=== WHAT IS BEING ASKED ===
Print every entry again, precisely as written.

=== RAW DATA ===
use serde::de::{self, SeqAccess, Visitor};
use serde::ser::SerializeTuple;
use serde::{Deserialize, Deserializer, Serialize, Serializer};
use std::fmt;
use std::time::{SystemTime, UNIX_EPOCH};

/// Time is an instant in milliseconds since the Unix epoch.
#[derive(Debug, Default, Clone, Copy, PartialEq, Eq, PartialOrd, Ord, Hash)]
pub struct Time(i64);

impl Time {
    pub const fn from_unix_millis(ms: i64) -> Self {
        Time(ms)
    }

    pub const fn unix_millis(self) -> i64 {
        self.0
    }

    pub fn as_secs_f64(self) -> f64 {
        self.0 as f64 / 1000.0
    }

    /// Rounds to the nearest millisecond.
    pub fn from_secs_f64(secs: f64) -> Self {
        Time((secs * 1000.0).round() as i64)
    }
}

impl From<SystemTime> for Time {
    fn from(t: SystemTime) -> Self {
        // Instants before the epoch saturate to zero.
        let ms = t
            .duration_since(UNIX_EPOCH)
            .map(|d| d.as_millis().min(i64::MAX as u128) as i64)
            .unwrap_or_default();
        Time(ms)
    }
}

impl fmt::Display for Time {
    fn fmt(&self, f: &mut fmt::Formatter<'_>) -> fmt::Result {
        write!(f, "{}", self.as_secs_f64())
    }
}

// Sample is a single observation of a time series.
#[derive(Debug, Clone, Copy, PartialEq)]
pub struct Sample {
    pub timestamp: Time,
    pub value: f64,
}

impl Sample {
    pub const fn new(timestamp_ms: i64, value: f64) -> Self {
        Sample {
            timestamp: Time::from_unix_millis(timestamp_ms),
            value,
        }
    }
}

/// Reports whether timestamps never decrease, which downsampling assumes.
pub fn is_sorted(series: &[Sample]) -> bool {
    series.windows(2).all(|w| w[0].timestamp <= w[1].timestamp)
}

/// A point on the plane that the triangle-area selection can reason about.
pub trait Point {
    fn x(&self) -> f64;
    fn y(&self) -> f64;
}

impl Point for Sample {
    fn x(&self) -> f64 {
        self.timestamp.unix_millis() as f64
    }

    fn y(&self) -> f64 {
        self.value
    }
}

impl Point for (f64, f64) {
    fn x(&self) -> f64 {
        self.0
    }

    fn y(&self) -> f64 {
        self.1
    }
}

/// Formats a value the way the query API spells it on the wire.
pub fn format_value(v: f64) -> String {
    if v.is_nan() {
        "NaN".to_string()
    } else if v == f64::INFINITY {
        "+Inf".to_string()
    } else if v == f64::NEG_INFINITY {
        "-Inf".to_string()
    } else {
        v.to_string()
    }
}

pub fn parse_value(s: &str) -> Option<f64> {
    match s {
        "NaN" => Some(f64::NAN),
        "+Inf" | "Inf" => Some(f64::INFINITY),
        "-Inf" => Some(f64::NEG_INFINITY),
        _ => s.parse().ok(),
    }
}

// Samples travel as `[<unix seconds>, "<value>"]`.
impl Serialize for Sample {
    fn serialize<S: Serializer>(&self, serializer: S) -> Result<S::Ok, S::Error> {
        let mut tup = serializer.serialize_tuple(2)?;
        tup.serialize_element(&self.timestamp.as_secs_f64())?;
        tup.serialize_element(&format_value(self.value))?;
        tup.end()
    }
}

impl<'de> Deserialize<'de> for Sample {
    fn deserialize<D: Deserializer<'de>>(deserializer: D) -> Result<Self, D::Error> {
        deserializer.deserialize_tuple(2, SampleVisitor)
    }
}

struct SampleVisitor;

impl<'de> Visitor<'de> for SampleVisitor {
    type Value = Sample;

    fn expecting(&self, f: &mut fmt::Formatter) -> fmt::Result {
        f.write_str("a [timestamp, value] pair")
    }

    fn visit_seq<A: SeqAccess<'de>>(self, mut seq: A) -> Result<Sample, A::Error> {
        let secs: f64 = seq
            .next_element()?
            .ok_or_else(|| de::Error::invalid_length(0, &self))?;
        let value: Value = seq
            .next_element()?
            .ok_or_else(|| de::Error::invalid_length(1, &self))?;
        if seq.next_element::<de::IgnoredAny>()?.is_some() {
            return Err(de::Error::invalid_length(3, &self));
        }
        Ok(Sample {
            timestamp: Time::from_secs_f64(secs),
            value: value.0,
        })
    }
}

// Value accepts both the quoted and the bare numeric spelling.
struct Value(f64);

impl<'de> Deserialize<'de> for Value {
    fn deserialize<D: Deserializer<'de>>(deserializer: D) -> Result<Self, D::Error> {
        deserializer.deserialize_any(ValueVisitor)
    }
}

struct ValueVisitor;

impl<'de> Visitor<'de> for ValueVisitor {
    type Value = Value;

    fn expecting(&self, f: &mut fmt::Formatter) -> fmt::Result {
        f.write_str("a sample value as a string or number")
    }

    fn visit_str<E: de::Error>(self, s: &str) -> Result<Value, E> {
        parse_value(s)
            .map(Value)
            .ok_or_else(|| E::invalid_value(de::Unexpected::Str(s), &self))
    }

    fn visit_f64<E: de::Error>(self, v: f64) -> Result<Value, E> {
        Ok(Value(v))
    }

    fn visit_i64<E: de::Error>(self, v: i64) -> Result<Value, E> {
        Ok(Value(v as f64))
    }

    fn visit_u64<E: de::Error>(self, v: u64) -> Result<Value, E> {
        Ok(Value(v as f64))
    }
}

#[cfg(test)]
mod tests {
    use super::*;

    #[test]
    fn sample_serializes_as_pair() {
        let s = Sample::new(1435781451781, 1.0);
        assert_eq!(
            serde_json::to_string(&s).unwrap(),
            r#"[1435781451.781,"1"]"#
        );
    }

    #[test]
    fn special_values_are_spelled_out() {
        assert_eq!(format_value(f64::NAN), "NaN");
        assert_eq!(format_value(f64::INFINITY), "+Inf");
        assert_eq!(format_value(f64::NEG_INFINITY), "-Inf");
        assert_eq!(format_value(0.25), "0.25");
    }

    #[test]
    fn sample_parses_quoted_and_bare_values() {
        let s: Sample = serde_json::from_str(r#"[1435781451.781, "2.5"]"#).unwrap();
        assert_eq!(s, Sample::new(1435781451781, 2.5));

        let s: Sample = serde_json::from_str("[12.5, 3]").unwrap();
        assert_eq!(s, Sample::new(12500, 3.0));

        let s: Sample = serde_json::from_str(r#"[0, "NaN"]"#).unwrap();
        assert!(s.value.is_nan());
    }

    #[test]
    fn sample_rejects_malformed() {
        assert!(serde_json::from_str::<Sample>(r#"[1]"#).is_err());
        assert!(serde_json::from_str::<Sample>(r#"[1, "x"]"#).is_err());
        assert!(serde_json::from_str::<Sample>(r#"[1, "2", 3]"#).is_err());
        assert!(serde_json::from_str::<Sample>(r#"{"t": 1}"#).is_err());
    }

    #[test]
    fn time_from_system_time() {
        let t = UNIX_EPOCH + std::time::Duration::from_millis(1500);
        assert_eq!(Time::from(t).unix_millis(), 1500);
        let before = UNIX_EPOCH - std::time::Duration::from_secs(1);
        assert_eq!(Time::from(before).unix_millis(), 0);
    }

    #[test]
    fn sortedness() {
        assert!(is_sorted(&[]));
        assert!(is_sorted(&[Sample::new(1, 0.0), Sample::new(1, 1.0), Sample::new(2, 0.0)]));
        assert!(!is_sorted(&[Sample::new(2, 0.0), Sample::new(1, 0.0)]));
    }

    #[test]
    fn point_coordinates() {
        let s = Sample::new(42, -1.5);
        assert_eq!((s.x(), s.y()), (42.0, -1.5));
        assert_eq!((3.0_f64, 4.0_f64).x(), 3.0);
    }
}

=== ANSWER SECTION ===
use serde::de::{self, SeqAccess, Visitor};
use serde::ser::SerializeTuple;
use serde::{Deserialize, Deserializer, Serialize, Serializer};
use std::fmt;
use std::time::{SystemTime, UNIX_EPOCH};

/// Time is an instant in milliseconds since the Unix epoch.
#[derive(Debug, Default, Clone, Copy, PartialEq, Eq, PartialOrd, Ord, Hash)]
pub struct Time(i64);

impl Time {
    pub const fn from_unix_millis(ms: i64) -> Self {
        Time(ms)
    }

    pub const fn unix_millis(self) -> i64 {
        self.0
    }

    pub fn as_secs_f64(self) -> f64 {
        self.0 as f64 / 1000.0
    }

    /// Rounds to the nearest millisecond.
    pub fn from_secs_f64(secs: f64) -> Self {
        Time((secs * 1000.0).round() as i64)
    }
}

impl From<SystemTime> for Time {
    fn from(t: SystemTime) -> Self {
        // Instants before the epoch saturate to zero.
        let ms = t
            .duration_since(UNIX_EPOCH)
            .map(|d| d.as_millis().min(i64::MAX as u128) as i64)
            .unwrap_or_default();
        Time(ms)
    }
}

impl fmt::Display for Time {
    fn fmt(&self, f: &mut fmt::Formatter<'_>) -> fmt::Result {
        write!(f, "{}", self.as_secs_f64())
    }
}

// Sample is a single observation of a time series.
#[derive(Debug, Clone, Copy, PartialEq)]
pub struct Sample {
    pub timestamp: Time,
    pub value: f64,
}

impl Sample {
    pub const fn new(timestamp_ms: i64, value: f64) -> Self {
        Sample {
            timestamp: Time::from_unix_millis(timestamp_ms),
            value,
        }
    }
}

/// Reports whether timestamps never decrease, which downsampling assumes.
pub fn is_sorted(series: &[Sample]) -> bool {
    series.windows(2).all(|w| w[0].timestamp <= w[1].timestamp)
}

/// A point on the plane that the triangle-area selection can reason about.
pub trait Point {
    fn x(&self) -> f64;
    fn y(&self) -> f64;
}

impl Point for Sample {
    fn x(&self) -> f64 {
        self.timestamp.unix_millis() as f64
    }

    fn y(&self) -> f64 {
        self.value
    }
}

impl Point for (f64, f64) {
    fn x(&self) -> f64 {
        self.0
    }

    fn y(&self) -> f64 {
        self.1
    }
}

/// Formats a value the way the query API spells it on the wire.
pub fn format_value(v: f64) -> String {
    if v.is_nan() {
        "NaN".to_string()
    } else if v == f64::INFINITY {
        "+Inf".to_string()
    } else if v == f64::NEG_INFINITY {
        "-Inf".to_string()
    } else {
        v.to_string()
    }
}

pub fn parse_value(s: &str) -> Option<f64> {
    match s {
        "NaN" => Some(f64::NAN),
        "+Inf" | "Inf" => Some(f64::INFINITY),
        "-Inf" => Some(f64::NEG_INFINITY),
        _ => s.parse().ok(),
    }
}

// Samples travel as `[<unix seconds>, "<value>"]`.
impl Serialize for Sample {
    fn serialize<S: Serializer>(&self, serializer: S) -> Result<S::Ok, S::Error> {
        let mut tup = serializer.serialize_tuple(2)?;
        tup.serialize_element(&self.timestamp.as_secs_f64())?;
        tup.serialize_element(&format_value(self.value))?;
        tup.end()
    }
}

impl<'de> Deserialize<'de> for Sample {
    fn deserialize<D: Deserializer<'de>>(deserializer: D) -> Result<Self, D::Error> {
        deserializer.deserialize_tuple(2, SampleVisitor)
    }
}

struct SampleVisitor;

impl<'de> Visitor<'de> for SampleVisitor {
    type Value = Sample;

    fn expecting(&self, f: &mut fmt::Formatter) -> fmt::Result {
        f.write_str("a [timestamp, value] pair")
    }

    fn visit_seq<A: SeqAccess<'de>>(self, mut seq: A) -> Result<Sample, A::Error> {
        let secs: f64 = seq
            .next_element()?
            .ok_or_else(|| de::Error::invalid_length(0, &self))?;
        let value: Value = seq
            .next_element()?
            .ok_or_else(|| de::Error::invalid_length(1, &self))?;
        if seq.next_element::<de::IgnoredAny>()?.is_some() {
            return Err(de::Error::invalid_length(3, &self));
        }
        Ok(Sample {
            timestamp: Time::from_secs_f64(secs),
            value: value.0,
        })
    }
}

// Value accepts both the quoted and the bare numeric spelling.
struct Value(f64);

impl<'de> Deserialize<'de> for Value {
    fn deserialize<D: Deserializer<'de>>(deserializer: D) -> Result<Self, D::Error> {
        deserializer.deserialize_any(ValueVisitor)
    }
}

struct ValueVisitor;

impl<'de> Visitor<'de> for ValueVisitor {
    type Value = Value;

    fn expecting(&self, f: &mut fmt::Formatter) -> fmt::Result {
        f.write_str("a sample value as a string or number")
    }

    fn visit_str<E: de::Error>(self, s: &str) -> Result<Value, E> {
        parse_value(s)
            .map(Value)
            .ok_or_else(|| E::invalid_value(de::Unexpected::Str(s), &self))
    }

    fn visit_f64<E: de::Error>(self, v: f64) -> Result<Value, E> {
        Ok(Value(v))
    }

    fn visit_i64<E: de::Error>(self, v: i64) -> Result<Value, E> {
        Ok(Value(v as f64))
    }

    fn visit_u64<E: de::Error>(self, v: u64) -> Result<Value, E> {
        Ok(Value(v as f64))
    }
}

#[cfg(test)]
mod tests {
    use super::*;

    #[test]
    fn sample_serializes_as_pair() {
        let s = Sample::new(1435781451781, 1.0);
        assert_eq!(
            serde_json::to_string(&s).unwrap(),
            r#"[1435781451.781,"1"]"#
        );
    }

    #[test]
    fn special_values_are_spelled_out() {
        assert_eq!(format_value(f64::NAN), "NaN");
        assert_eq!(format_value(f64::INFINITY), "+Inf");
        assert_eq!(format_value(f64::NEG_INFINITY), "-Inf");
        assert_eq!(format_value(0.25), "0.25");
    }

    #[test]
    fn sample_parses_quoted_and_bare_values() {
        let s: Sample = serde_json::from_str(r#"[1435781451.781, "2.5"]"#).unwrap();
        assert_eq!(s, Sample::new(1435781451781, 2.5));

        let s: Sample = serde_json::from_str("[12.5, 3]").unwrap();
        assert_eq!(s, Sample::new(12500, 3.0));

        let s: Sample = serde_json::from_str(r#"[0, "NaN"]"#).unwrap();
        assert!(s.value.is_nan());
    }

    #[test]
    fn sample_rejects_malformed() {
        assert!(serde_json::from_str::<Sample>(r#"[1]"#).is_err());
        assert!(serde_json::from_str::<Sample>(r#"[1, "x"]"#).is_err());
        assert!(serde_json::from_str::<Sample>(r#"[1, "2", 3]"#).is_err());
        assert!(serde_json::from_str::<Sample>(r#"{"t": 1}"#).is_err());
    }

    #[test]
    fn time_from_system_time() {
        let t = UNIX_EPOCH + std::time::Duration::from_millis(1500);
        assert_eq!(Time::from(t).unix_millis(), 1500);
        let before = UNIX_EPOCH - std::time::Duration::from_secs(1);
        assert_eq!(Time::from(before).unix_millis(), 0);
    }

    #[test]
    fn sortedness() {
        assert!(is_sorted(&[]));
        assert!(is_sorted(&[Sample::new(1, 0.0), Sample::new(1, 1.0), Sample::new(2, 0.0)]));
        assert!(!is_sorted(&[Sample::new(2, 0.0), Sample::new(1, 0.0)]));
    }

    #[test]
    fn point_coordinates() {
        let s = Sample::new(42, -1.5);
        assert_eq!((s.x(), s.y()), (42.0, -1.5));
        assert_eq!((3.0_f64, 4.0_f64).x(), 3.0);
    }
}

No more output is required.